US Department of Defense Gives Windows 10 Thumbs Up

US department of defense gives windows 10 thumbs up 2016 tech

US Department of Defense Approves of Windows 10

Is Windows 10 secure? A lot of naysayers say it isn’t because it constantly phones home sending back unspecified user data to Microsoft. At least the US Department of Defense seems to think so. This should finally dispel all those rumors that Windows 10 is spyware on steroids. Of course, the Defense Department won’t tolerate such a thing. Most likely they’d have the version without ET inside the operating system.

“This implies that what they (DoD) were using was insecure and needed to be replaced immediately or as quickly as the government can work…The DoD, if it were a company, would be one of the largest enterprises spread out all over the world and wouldn’t deploy Windows 10 if it weren’t stable, secure, or pose a training challenge.”

–Patrick Moorhead, Moor Insights and Strategy, interview with The Verge

The previous quote refers to the fact that as many as 4 million US DOD computers still use Windows XP or Windows 7. Not certain if the Navy will still stay with XP after this announcement. That’s a lot of machines if the DOD were a company. That’s big money for Microsoft, and they can surely devote some personnel to take out the ‘bugs’. Well, here it’s implied that the Department of Defense trusts Windows 10 enough to jump into the lake and the rest of us should too.

This is in light of the many hacking incidents the US government has experienced where tons of important information had been taken by rogue states perhaps due to the insecure nature of previous Windows versions. The whole project will be done within the span of a year. With only a few months remaining on Microsoft’s free Windows 10 upgrade, is trust the main motivator for the upgrade? Will Microsoft extend the free offer? This author has the feeling that Redmond will, for at least a month so it will fulfill its prediction of 1 billion machines with Windows 10.  In any case, the program began last November 2015 and would last until February 2017, so the government has a lot of time to upgrade to the current version everyone else is getting unless Microsoft did provide them with a more secure version. Aside from the big license deal, Microsoft could also provide the government with thousands of Surface devices thus increasing Microsoft’s hardware portfolio.

“I think it’s the best security proof point Microsoft could have…This at a minimum says Windows 10 as a base is really, really secure,”

— Patrick Moorhead

So if the government thinks Windows 10 is secure enough to be Chinese/North-Korean/Iranian-hacker-proof, how about everyone else? Convincing the DoD to upgrade should give Microsoft a few more trust points which would further its Windows 10 goals. Or not. Thanks to Edward Snowden and the NSA, many no longer trust the government. This is where the opposition comes in. Windows 10 might actually make it easier for the government to snoop into other people’s machines. Windows 10 is already allegedly sending out information to Microsoft, why not the government?

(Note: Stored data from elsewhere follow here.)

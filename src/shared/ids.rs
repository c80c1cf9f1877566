use serde::de::Error as _;
use serde::{Deserialize, Deserializer, Serialize};

const BASE36_ALPHABET: &[u8; 36] = b"0123456789abcdefghijklmnopqrstuvwxyz";
const SUFFIX_WIDTH: usize = 4;
const SUFFIX_SPACE: u32 = 36 * 36 * 36 * 36;

pub fn validate_identifier_value(kind: &str, value: &str) -> Result<(), String> {
    if value.is_empty() {
        return Err(format!("{kind} must be non-empty"));
    }
    if value
        .chars()
        .all(|ch| ch.is_ascii_alphanumeric() || ch == '-' || ch == '_' || ch == '.')
    {
        return Ok(());
    }
    Err(format!(
        "{kind} must use only ASCII letters, digits, '-', '_' or '.'"
    ))
}

macro_rules! define_id_type {
    ($name:ident, $kind:literal) => {
        #[derive(Debug, Clone, PartialEq, Eq, PartialOrd, Ord, Hash, Serialize)]
        #[serde(transparent)]
        pub struct $name(String);

        impl $name {
            pub fn parse(raw: &str) -> Result<Self, String> {
                validate_identifier_value($kind, raw)?;
                Ok(Self(raw.to_string()))
            }

            pub fn as_str(&self) -> &str {
                &self.0
            }
        }

        impl std::fmt::Display for $name {
            fn fmt(&self, f: &mut std::fmt::Formatter<'_>) -> std::fmt::Result {
                self.0.fmt(f)
            }
        }

        impl std::borrow::Borrow<str> for $name {
            fn borrow(&self) -> &str {
                self.as_str()
            }
        }

        impl TryFrom<String> for $name {
            type Error = String;

            fn try_from(value: String) -> Result<Self, Self::Error> {
                Self::parse(&value)
            }
        }

        impl TryFrom<&str> for $name {
            type Error = String;

            fn try_from(value: &str) -> Result<Self, Self::Error> {
                Self::parse(value)
            }
        }

        impl<'de> Deserialize<'de> for $name {
            fn deserialize<D>(deserializer: D) -> Result<Self, D::Error>
            where
                D: Deserializer<'de>,
            {
                let raw = String::deserialize(deserializer)?;
                Self::parse(&raw).map_err(|err| {
                    D::Error::custom(format!("invalid {} `{}`: {}", $kind, raw, err))
                })
            }
        }
    };
}

define_id_type!(TemplateId, "template id");
define_id_type!(InstanceId, "instance id");

impl TemplateId {
    /// Lowercase, filesystem-friendly form used as the instance directory prefix.
    pub fn slug(&self) -> String {
        let mut slug = String::with_capacity(self.0.len());
        for ch in self.0.chars() {
            if ch.is_ascii_alphanumeric() {
                slug.push(ch.to_ascii_lowercase());
            } else if !slug.ends_with('-') {
                slug.push('-');
            }
        }
        let trimmed = slug.trim_matches('-');
        if trimmed.is_empty() {
            "project".to_string()
        } else {
            trimmed.to_string()
        }
    }
}

impl InstanceId {
    /// `<template-slug>-<base36 timestamp>-<4 random base36 chars>`.
    pub fn generate(template: &TemplateId, now: i64) -> Result<Self, String> {
        let timestamp = u64::try_from(now)
            .map_err(|_| "instance ids require a non-negative timestamp".to_string())?;
        let suffix = random_suffix()?;
        Ok(Self(format!(
            "{}-{}-{}",
            template.slug(),
            base36_encode_u64(timestamp),
            suffix
        )))
    }
}

/// Random lowercase base36 token, also used for correlation ids.
pub fn random_token(width: usize) -> Result<String, String> {
    let mut out = String::with_capacity(width);
    while out.len() < width {
        out.push_str(&random_suffix()?);
    }
    out.truncate(width);
    Ok(out)
}

fn random_suffix() -> Result<String, String> {
    let mut bytes = [0_u8; 4];
    getrandom::getrandom(&mut bytes)
        .map_err(|err| format!("failed to generate instance id randomness: {err}"))?;
    let sample = u32::from_le_bytes(bytes) % SUFFIX_SPACE;
    Ok(base36_encode_fixed_u32(sample, SUFFIX_WIDTH))
}

fn base36_encode_u64(mut value: u64) -> String {
    if value == 0 {
        return "0".to_string();
    }
    let mut chars = Vec::new();
    while value > 0 {
        chars.push(BASE36_ALPHABET[(value % 36) as usize] as char);
        value /= 36;
    }
    chars.into_iter().rev().collect()
}

fn base36_encode_fixed_u32(mut value: u32, width: usize) -> String {
    let mut chars = vec!['0'; width];
    for idx in (0..width).rev() {
        chars[idx] = BASE36_ALPHABET[(value % 36) as usize] as char;
        value /= 36;
    }
    chars.into_iter().collect()
}
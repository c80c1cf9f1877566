use super::{OptionsError, ProjectOptions};

/// A typed generation setting that knows how to render itself as arguments.
pub trait ProjectOption {
    fn apply(&self, options: &ProjectOptions) -> Result<ProjectOptions, OptionsError>;
}

impl ProjectOptions {
    pub fn with(&self, option: &impl ProjectOption) -> Result<Self, OptionsError> {
        option.apply(self)
    }

    pub fn with_project_name(&self, name: &str) -> Result<Self, OptionsError> {
        self.with_option("name", name)
    }

    pub fn with_excluded_correlation(&self) -> Result<Self, OptionsError> {
        self.with_flag("exclude-correlation")
    }

    pub fn with_included_app_settings(&self) -> Result<Self, OptionsError> {
        self.with_flag("include-appsettings")
    }

    pub fn with_excluded_open_api(&self) -> Result<Self, OptionsError> {
        self.with_flag("exclude-openApi")
    }
}

#[derive(Debug, Clone, PartialEq, Eq)]
pub enum Authentication {
    None,
    SharedAccessKey { header: String, secret_name: String },
    Certificate { subject: String },
    Jwt,
}

impl Authentication {
    pub fn as_str(&self) -> &'static str {
        match self {
            Self::None => "None",
            Self::SharedAccessKey { .. } => "SharedAccessKey",
            Self::Certificate { .. } => "Certificate",
            Self::Jwt => "JWT",
        }
    }
}

impl ProjectOption for Authentication {
    fn apply(&self, options: &ProjectOptions) -> Result<ProjectOptions, OptionsError> {
        let next = options.with_option("authentication", self.as_str())?;
        match self {
            Self::SharedAccessKey {
                header,
                secret_name,
            } => next
                .with_option("shared-access-key-header", header.as_str())?
                .with_option("shared-access-key-secret-name", secret_name.as_str()),
            Self::Certificate { subject } => {
                next.with_option("certificate-subject", subject.as_str())
            }
            Self::None | Self::Jwt => Ok(next),
        }
    }
}

#[derive(Debug, Clone, Copy, PartialEq, Eq)]
pub enum LoggingBackend {
    Console,
    Serilog,
}

impl ProjectOption for LoggingBackend {
    fn apply(&self, options: &ProjectOptions) -> Result<ProjectOptions, OptionsError> {
        match self {
            Self::Console => options.with_option("logging", "Console"),
            Self::Serilog => options.with_option("logging", "Serilog"),
        }
    }
}

/// Explicit settings for a web API template; unset fields add no arguments.
#[derive(Debug, Clone, Default, PartialEq, Eq)]
pub struct WebApiProjectOptions {
    pub project_name: Option<String>,
    pub authentication: Option<Authentication>,
    pub logging: Option<LoggingBackend>,
    pub exclude_correlation: bool,
    pub exclude_open_api: bool,
    pub include_app_settings: bool,
}

impl ProjectOption for WebApiProjectOptions {
    fn apply(&self, options: &ProjectOptions) -> Result<ProjectOptions, OptionsError> {
        let mut next = options.clone();
        if let Some(name) = &self.project_name {
            next = next.with_project_name(name)?;
        }
        if let Some(auth) = &self.authentication {
            next = next.with(auth)?;
        }
        if let Some(logging) = &self.logging {
            next = next.with(logging)?;
        }
        if self.exclude_correlation {
            next = next.with_excluded_correlation()?;
        }
        if self.exclude_open_api {
            next = next.with_excluded_open_api()?;
        }
        if self.include_app_settings {
            next = next.with_included_app_settings()?;
        }
        Ok(next)
    }
}

#[cfg(test)]
mod tests {
    use super::*;

    #[test]
    fn shared_access_key_renders_header_and_secret_name() {
        let auth = Authentication::SharedAccessKey {
            header: "x-shared-access-key".to_string(),
            secret_name: "key".to_string(),
        };
        let options = ProjectOptions::new().with(&auth).expect("auth");
        assert_eq!(
            options.to_args(),
            vec![
                "--authentication",
                "SharedAccessKey",
                "--shared-access-key-header",
                "x-shared-access-key",
                "--shared-access-key-secret-name",
                "key"
            ]
        );
    }

    #[test]
    fn two_authentication_mechanisms_collide() {
        let options = ProjectOptions::new().with(&Authentication::Jwt).expect("jwt");
        let err = options
            .with(&Authentication::Certificate {
                subject: "CN=test".to_string(),
            })
            .expect_err("duplicate authentication");
        assert!(matches!(err, OptionsError::DuplicateFlag { flag } if flag == "--authentication"));
    }

    #[test]
    fn web_api_options_only_render_requested_settings() {
        let config = WebApiProjectOptions {
            logging: Some(LoggingBackend::Serilog),
            exclude_correlation: true,
            ..WebApiProjectOptions::default()
        };
        let options = ProjectOptions::new().with(&config).expect("web api");
        assert_eq!(
            options.to_args(),
            vec!["--logging", "Serilog", "--exclude-correlation"]
        );
    }
}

But to Microsoft’s credit, it’s still fighting the government over the issue of data sovereignty, whether or not it should open the contents of a suspect’s Hotmail account stored on a server in Ireland which is almost the same thing Apple’s going through right now. So Microsoft may not be in cahoots with the Feds in gathering data.

As for security, if the government is referring to the extended support in terms of security patches that Microsoft will continually provide, then it’s a logical move. Instead of having to continuously maintain Windows XP on aging hardware, the government can move forward and purchase new devices which are getting more and more affordable, except maybe for those who are getting Surface units. One problem would probably be training millions of users in using Windows 10’s new interface, which they should if they’re worried about security and efficiency.

Doubts regarding Windows 10’s ‘outgoing’ security aside, what’s important here is Windows 10’s incoming security if it is indeed more formidable against incoming attacks. This is the Department of Defense we are talking about. Everyone is out to get the US nowadays. ISIS, China, North Korea, Iran, Russia. The country can’t afford to divulge any more secrets to its geopolitical opponents. Let’s hope that Windows 10 is as secure as Microsoft says it is and that everyone in the DoD knows how to turn on Bitlocker encryption.